- **Goal of the exercise**
Output only the lines below that start at the line containing "creating log entries" and end at the line containing "pub fn log(self)", with both ends kept.

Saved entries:

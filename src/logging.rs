//! Structured logging for the classroom tools
//!
//! This module provides:
//! - Leveled logging with console, compact and JSON output formats
//! - Correlated operations tracked by UUID (one per timed task)
//! - Structured key/value fields attached through a builder
//!
//! Log lines go to stderr so that stdout carries only the program's report.

use crate::error::{AppError, Result};
use chrono::{DateTime, Utc};
use colored::Colorize;
use serde::{Deserialize, Serialize};
use std::collections::BTreeMap;
use std::io::{self, Write};
use uuid::Uuid;

/// Log level enumeration
#[derive(Debug, Clone, Copy, PartialEq, Eq, PartialOrd, Ord, Serialize, Deserialize)]
pub enum LogLevel {
    /// Trace level - most detailed
    Trace = 0,
    /// Debug level - detailed information for debugging
    Debug = 1,
    /// Info level - general application information
    Info = 2,
    /// Warning level - potentially harmful situations
    Warn = 3,
    /// Error level - error events but application can continue
    Error = 4,
    /// Fatal level - the application is about to exit
    Fatal = 5,
}

impl LogLevel {
    /// Get log level name as string
    pub fn as_str(&self) -> &'static str {
        match self {
            LogLevel::Trace => "TRACE",
            LogLevel::Debug => "DEBUG",
            LogLevel::Info => "INFO",
            LogLevel::Warn => "WARN",
            LogLevel::Error => "ERROR",
            LogLevel::Fatal => "FATAL",
        }
    }

    fn painted(&self) -> String {
        let padded = format!("{:>5}", self.as_str());
        match self {
            LogLevel::Trace => padded.white().to_string(),
            LogLevel::Debug => padded.cyan().to_string(),
            LogLevel::Info => padded.green().to_string(),
            LogLevel::Warn => padded.yellow().to_string(),
            LogLevel::Error => padded.red().to_string(),
            LogLevel::Fatal => padded.magenta().bold().to_string(),
        }
    }
}

impl std::str::FromStr for LogLevel {
    type Err = AppError;

    fn from_str(s: &str) -> Result<Self> {
        match s.to_uppercase().as_str() {
            "TRACE" => Ok(LogLevel::Trace),
            "DEBUG" => Ok(LogLevel::Debug),
            "INFO" => Ok(LogLevel::Info),
            "WARN" | "WARNING" => Ok(LogLevel::Warn),
            "ERROR" => Ok(LogLevel::Error),
            "FATAL" => Ok(LogLevel::Fatal),
            _ => Err(AppError::parse(format!("Invalid log level: {}", s))),
        }
    }
}

/// Log entry structure for structured logging
#[derive(Debug, Clone, Serialize, Deserialize)]
pub struct LogEntry {
    /// Timestamp when log entry was created
    pub timestamp: DateTime<Utc>,
    /// Log level
    pub level: LogLevel,
    /// Log message
    pub message: String,
    /// Logger name/component
    pub logger: String,
    /// Correlation ID for tracking related events
    pub correlation_id: Option<String>,
    /// Additional structured fields
    pub fields: BTreeMap<String, serde_json::Value>,
}

/// Log output format options
#[derive(Debug, Clone, Copy, PartialEq)]
pub enum LogFormat {
    /// Human-readable console format
    Console,
    /// JSON format for structured logging
    Json,
    /// Compact single-line format
    Compact,
}

/// Logger writing structured entries to stderr
#[derive(Debug, Clone)]
pub struct Logger {
    /// Minimum log level to output
    min_level: LogLevel,
    /// Whether to use colored output
    use_color: bool,
    /// Output format
    format: LogFormat,
    /// Logger name
    name: String,
    /// Identifier shared by every entry of one program run
    session_id: String,
}

impl Logger {
    /// Create a new logger at Info level
    pub fn new<S: Into<String>>(name: S) -> Self {
        Self {
            min_level: LogLevel::Info,
            use_color: false,
            format: LogFormat::Console,
            name: name.into(),
            session_id: Uuid::new_v4().to_string(),
        }
    }

    /// Create a logger from the usual command line switches.
    ///
    /// Warnings only by default, Info with `verbose`, Debug as JSON with `debug`.
    pub fn with_level_flags<S: Into<String>>(name: S, verbose: bool, debug: bool, use_color: bool) -> Self {
        let min_level = if debug {
            LogLevel::Debug
        } else if verbose {
            LogLevel::Info
        } else {
            LogLevel::Warn
        };

        Self {
            min_level,
            use_color,
            format: if debug { LogFormat::Json } else { LogFormat::Console },
            ..Self::new(name)
        }
    }

    /// Set minimum log level
    pub fn set_level(&mut self, level: LogLevel) {
        self.min_level = level;
    }

    /// Set output format
    pub fn set_format(&mut self, format: LogFormat) {
        self.format = format;
    }

    /// Enable or disable colored output
    pub fn set_color(&mut self, use_color: bool) {
        self.use_color = use_color;
    }

    /// Session identifier attached to every entry
    pub fn session_id(&self) -> &str {
        &self.session_id
    }

    /// Start a correlated operation and return its correlation ID
    pub fn start_operation(&self, operation_name: &str) -> String {
        let correlation_id = Uuid::new_v4().to_string();

        self.debug(&format!("Started operation: {}", operation_name))
            .correlation_id(&correlation_id)
            .field("operation", operation_name)
            .field("operation_type", "start")
            .log();

        correlation_id
    }

    /// End a correlated operation
    pub fn end_operation(&self, correlation_id: &str, operation_name: &str, success: bool) {
        let level = if success { LogLevel::Debug } else { LogLevel::Warn };
        self.log(level, &format!("Completed operation: {} (success: {})", operation_name, success))
            .correlation_id(correlation_id)
            .field("operation", operation_name)
            .field("operation_type", "end")
            .field("success", success)
            .log();
    }

    /// Create a log entry builder
    pub fn log(&self, level: LogLevel, message: &str) -> LogEntryBuilder<'_> {
        LogEntryBuilder::new(self, level, message.to_string())
    }

    /// Convenience methods for different log levels
    pub fn trace(&self, message: &str) -> LogEntryBuilder<'_> {
        self.log(LogLevel::Trace, message)
    }

    pub fn debug(&self, message: &str) -> LogEntryBuilder<'_> {
        self.log(LogLevel::Debug, message)
    }

    pub fn info(&self, message: &str) -> LogEntryBuilder<'_> {
        self.log(LogLevel::Info, message)
    }

    pub fn warn(&self, message: &str) -> LogEntryBuilder<'_> {
        self.log(LogLevel::Warn, message)
    }

    pub fn error(&self, message: &str) -> LogEntryBuilder<'_> {
        self.log(LogLevel::Error, message)
    }

    pub fn fatal(&self, message: &str) -> LogEntryBuilder<'_> {
        self.log(LogLevel::Fatal, message)
    }

    /// Check if a log level would be output
    pub fn would_log(&self, level: LogLevel) -> bool {
        level >= self.min_level
    }

    /// Render an entry, or `None` when it is below the minimum level
    pub fn render(&self, entry: &LogEntry) -> Option<String> {
        if !self.would_log(entry.level) {
            return None;
        }

        Some(match self.format {
            LogFormat::Console => self.format_console(entry),
            LogFormat::Json => self.format_json(entry),
            LogFormat::Compact => self.format_compact(entry),
        })
    }

    fn write_entry(&self, mut entry: LogEntry) {
        entry.fields.insert(
            "session_id".to_string(),
            serde_json::Value::String(self.session_id.clone()),
        );

        if let Some(output) = self.render(&entry) {
            let _ = writeln!(io::stderr(), "{}", output);
        }
    }

    /// Format log entry for console output
    fn format_console(&self, entry: &LogEntry) -> String {
        let timestamp = entry.timestamp.format("%Y-%m-%d %H:%M:%S%.3f");

        let formatted_level = if self.use_color {
            entry.level.painted()
        } else {
            format!("{:>5}", entry.level.as_str())
        };

        let mut output = format!("{} {} [{}] {}",
            timestamp,
            formatted_level,
            entry.logger,
            entry.message
        );

        if let Some(correlation_id) = &entry.correlation_id {
            let short: String = correlation_id.chars().take(8).collect();
            output.push_str(&format!(" [{}]", short));
        }

        // session_id is noise on a terminal
        let fields: Vec<String> = entry.fields.iter()
            .filter(|(k, _)| k.as_str() != "session_id")
            .map(|(k, v)| format!("{}={}", k, v))
            .collect();
        if !fields.is_empty() {
            output.push_str(&format!(" {{{}}}", fields.join(", ")));
        }

        output
    }

    /// Format log entry as JSON
    fn format_json(&self, entry: &LogEntry) -> String {
        match serde_json::to_string(entry) {
            Ok(json) => json,
            Err(_) => format!("{{\"error\": \"Failed to serialize log entry\", \"message\": \"{}\"}}", entry.message),
        }
    }

    /// Format log entry in compact format
    fn format_compact(&self, entry: &LogEntry) -> String {
        let timestamp = entry.timestamp.format("%H:%M:%S");
        format!("{} {} {}: {}",
            timestamp,
            entry.level.as_str().chars().next().unwrap_or('?'),
            entry.logger,
            entry.message
        )
    }
}

/// Builder pattern for creating log entries
pub struct LogEntryBuilder<'a> {
    logger: &'a Logger,
    entry: LogEntry,
}

impl<'a> LogEntryBuilder<'a> {
    fn new(logger: &'a Logger, level: LogLevel, message: String) -> Self {
        Self {
            logger,
            entry: LogEntry {
                timestamp: Utc::now(),
                level,
                message,
                logger: logger.name.clone(),
                correlation_id: None,
                fields: BTreeMap::new(),
            },
        }
    }

    /// Attach a correlation ID
    pub fn correlation_id(mut self, correlation_id: &str) -> Self {
        self.entry.correlation_id = Some(correlation_id.to_string());
        self
    }

    /// Attach a structured field; values that fail to serialize are dropped
    pub fn field<T: Serialize>(mut self, key: &str, value: T) -> Self {
        if let Ok(json_value) = serde_json::to_value(value) {
            self.entry.fields.insert(key.to_string(), json_value);
        }
        self
    }

    /// Finish the entry without writing it
    pub fn build(self) -> LogEntry {
        self.entry
    }

    /// Write the entry
    pub fn log(self) {
        if self.logger.would_log(self.entry.level) {
            self.logger.write_entry(self.entry);
        }
    }
}

#[cfg(test)]
mod tests {
    use super::*;

    #[test]
    fn test_log_level_ordering() {
        assert!(LogLevel::Trace < LogLevel::Debug);
        assert!(LogLevel::Warn < LogLevel::Error);
        assert!(LogLevel::Error < LogLevel::Fatal);
    }

    #[test]
    fn test_log_level_from_str() {
        assert_eq!("debug".parse::<LogLevel>().unwrap(), LogLevel::Debug);
        assert_eq!("WARNING".parse::<LogLevel>().unwrap(), LogLevel::Warn);
        let err = "loud".parse::<LogLevel>().unwrap_err();
        assert_eq!(err.category(), "PARSE");
    }

    #[test]
    fn test_level_flags() {
        let quiet = Logger::with_level_flags("t", false, false, false);
        assert!(!quiet.would_log(LogLevel::Info));
        assert!(quiet.would_log(LogLevel::Warn));

        let verbose = Logger::with_level_flags("t", true, false, false);
        assert!(verbose.would_log(LogLevel::Info));
        assert!(!verbose.would_log(LogLevel::Debug));

        let debug = Logger::with_level_flags("t", true, true, false);
        assert!(debug.would_log(LogLevel::Debug));
        assert_eq!(debug.format, LogFormat::Json);
    }

    #[test]
    fn test_console_format() {
        let logger = Logger::new("tasktimer");
        let entry = logger.info("Task finished")
            .correlation_id("0123456789abcdef")
            .field("words", 5)
            .build();
        let line = logger.render(&entry).unwrap();
        assert!(line.contains(" INFO [tasktimer] Task finished [01234567]"));
        assert!(line.ends_with("{words=5}"));
    }

    #[test]
    fn test_json_format() {
        let mut logger = Logger::new("birthdays");
        logger.set_format(LogFormat::Json);
        let entry = logger.warn("Roster empty").field("source", "bundled").build();
        let line = logger.render(&entry).unwrap();
        let parsed: serde_json::Value = serde_json::from_str(&line).unwrap();
        assert_eq!(parsed["level"], "Warn");
        assert_eq!(parsed["message"], "Roster empty");
        assert_eq!(parsed["fields"]["source"], "bundled");
    }

    #[test]
    fn test_compact_format() {
        let mut logger = Logger::new("tasktimer");
        logger.set_format(LogFormat::Compact);
        let entry = logger.error("boom").build();
        let line = logger.render(&entry).unwrap();
        assert!(line.ends_with("E tasktimer: boom"));
    }

    #[test]
    fn test_below_level_not_rendered() {
        let mut logger = Logger::new("t");
        logger.set_level(LogLevel::Error);
        let entry = logger.info("hidden").build();
        assert!(logger.render(&entry).is_none());
    }

    #[test]
    fn test_operations_get_distinct_ids() {
        let logger = Logger::with_level_flags("t", false, false, false);
        let first = logger.start_operation("one");
        let second = logger.start_operation("two");
        assert_ne!(first, second);
        assert_eq!(first.len(), 36);
        logger.end_operation(&first, "one", true);
        assert_eq!(logger.session_id().len(), 36);
    }
}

- **Reply to the exercise**
/// Builder pattern for creating log entries
pub struct LogEntryBuilder<'a> {
    logger: &'a Logger,
    entry: LogEntry,
}

impl<'a> LogEntryBuilder<'a> {
    fn new(logger: &'a Logger, level: LogLevel, message: String) -> Self {
        Self {
            logger,
            entry: LogEntry {
                timestamp: Utc::now(),
                level,
                message,
                logger: logger.name.clone(),
                correlation_id: None,
                fields: BTreeMap::new(),
            },
        }
    }

    /// Attach a correlation ID
    pub fn correlation_id(mut self, correlation_id: &str) -> Self {
        self.entry.correlation_id = Some(correlation_id.to_string());
        self
    }

    /// Attach a structured field; values that fail to serialize are dropped
    pub fn field<T: Serialize>(mut self, key: &str, value: T) -> Self {
        if let Ok(json_value) = serde_json::to_value(value) {
            self.entry.fields.insert(key.to_string(), json_value);
        }
        self
    }

    /// Finish the entry without writing it
    pub fn build(self) -> LogEntry {
        self.entry
    }

    /// Write the entry
    pub fn log(self) {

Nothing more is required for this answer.